A morte costumeiramente tem sido vista com angústia por grande parte das
pessoas, porque traz em si a dor da separação, o receio do sofrimento, bem como a incerteza
da realidade pós vida, esta última carregada de toda a informação provinda das tradições
religiosas experienciadas pelos indivíduos. Por vezes constatam-se manifestações de sonhos e
visões no período de luto do indivíduo. Não se tratam de situações sobrenaturais, mas de
reações do inconsciente diante do impacto da perda.
De acordo com JUNG (p.50, 2005), os sonhos têm uma correlação forte com a
realidade e envolvem um mergulho profundo na identidade do ser:
Os sonhos algumas vezes podem revelar certas situações muito antes de elas
realmente acontecerem. Não é necessariamente um milagre ou uma forma de
previsão. Muitas crises da nossa vida têm uma longa história inconsciente.
Caminhamos ao seu encontro passo a passo, desapercebidos dos perigos que se
acumulam. Mas aquilo que conscientemente deixamos de ver é, quase sempre,
captado pelo nosso inconsciente, que pode transmitir a informação através dos
sonhos.
Acredita-se que, por ela ser breve, estruturada, focal, tende a ter uma importante
contribuição para o alívio dos sintomas gerados pela perda repentina. De acordo com os
teóricos embasadores da TCC, os comportamentos são regidos pelos pensamentos, que na
maioria das vezes apresentam-se disfuncionais, desadaptativos, causam sofrimento aos
indivíduos, inabilitando e incapacitando na reorganização de suas vidas, em grau maior se
influenciados por um evento estressor que é a perda repentina de um ente querido. Portanto,
podem ser utilizados alguns instrumentos como estratégias e técnicas psicoterapêuticas que
colaboram para o alívio de sintomas e a melhora do paciente.
CONSIDERAÇÕES FINAIS
A morte deve ser vista naturalmente, sem neuras, preconceitos e, sobretudo, sob a
perspectiva da solidariedade manifestada tanto nos conceitos religiosos da Esperança, quanto
nos cuidados paliativos como os doentes terminais e no auxílio psíquico aos enlutados.

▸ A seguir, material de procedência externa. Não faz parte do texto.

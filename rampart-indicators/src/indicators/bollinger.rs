use std::collections::VecDeque;

use rampart_core::Price;

use crate::core::{ensure_period, Indicator, IndicatorError, IndicatorResult};

/// Relative Bollinger band width: `(upper - lower) / middle`.
#[derive(Clone, Debug)]
pub struct BollingerWidth {
    period: usize,
    std_multiplier: f64,
    window: VecDeque<f64>,
}

impl BollingerWidth {
    pub fn new(period: usize, std_multiplier: f64) -> IndicatorResult<Self> {
        let period = ensure_period("BollingerWidth", period)?;
        if !std_multiplier.is_finite() || std_multiplier < 0.0 {
            return Err(IndicatorError::invalid_parameter(
                "BollingerWidth",
                "std_multiplier",
                std_multiplier,
            ));
        }
        Ok(Self {
            period,
            std_multiplier,
            window: VecDeque::with_capacity(period),
        })
    }

    #[must_use]
    pub fn std_multiplier(&self) -> f64 {
        self.std_multiplier
    }
}

impl Indicator for BollingerWidth {
    type Output = f64;

    fn next(&mut self, input: Price) -> Option<f64> {
        if self.window.len() == self.period {
            self.window.pop_front();
        }
        self.window.push_back(input);
        if self.window.len() < self.period {
            return None;
        }
        let n = self.period as f64;
        let middle = self.window.iter().sum::<f64>() / n;
        if middle <= 0.0 {
            return None;
        }
        let variance = self
            .window
            .iter()
            .map(|value| (value - middle).powi(2))
            .sum::<f64>()
            / n;
        Some(2.0 * self.std_multiplier * variance.sqrt() / middle)
    }

    fn reset(&mut self) {
        self.window.clear();
    }
}

#[cfg(test)]
mod tests {
    use super::*;

    #[test]
    fn flat_series_has_zero_width() {
        let mut width = BollingerWidth::new(4, 2.0).unwrap();
        assert_eq!(width.last_over(&[10.0; 6]), Some(0.0));
    }

    #[test]
    fn width_is_four_relative_deviations_for_two_sigma() {
        let mut width = BollingerWidth::new(4, 2.0).unwrap();
        let value = width.last_over(&[8.0, 12.0, 8.0, 12.0]).unwrap();
        assert!((value - 0.8).abs() < 1e-12);
    }

    #[test]
    fn rejects_negative_multiplier() {
        assert!(BollingerWidth::new(20, -1.0).is_err());
    }
}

Além disso, percebe-se que o processo de cura das perdas relacionadas à morte
está diretamente ligado à maneira como se trata esta realidade, ou seja, os vários fatores
envolvidos (psicológicos, sociais, religiosos) permitem que o indivíduo possa seguir adiante,
digerindo estas informações absorvidas durante este processo impactante em sua existência e
se tornando uma pessoa melhor para si mesmo e para a sociedade.
Diante de tudo que foi exposto, pode-se averiguar que os conceitos da sociedade
contemporânea desmistificam a relação do homem com a morte na medida em que a tornam
mais um apêndice comercial, em que o ser humano em sua humanidade é esquecido em
detrimento de regramentos médicos e de direitos e obrigações financeiras. O resgate da pessoa
humana deve ser visado pelo profissional que trabalha com a tanatologia tanto aos pacientes
terminais, quanto às famílias enlutadas, a fim de que prevaleçam sentimentos que levem à
restauração de todos e sua “ressurreição” diante do poder destrutivo que a morte possui.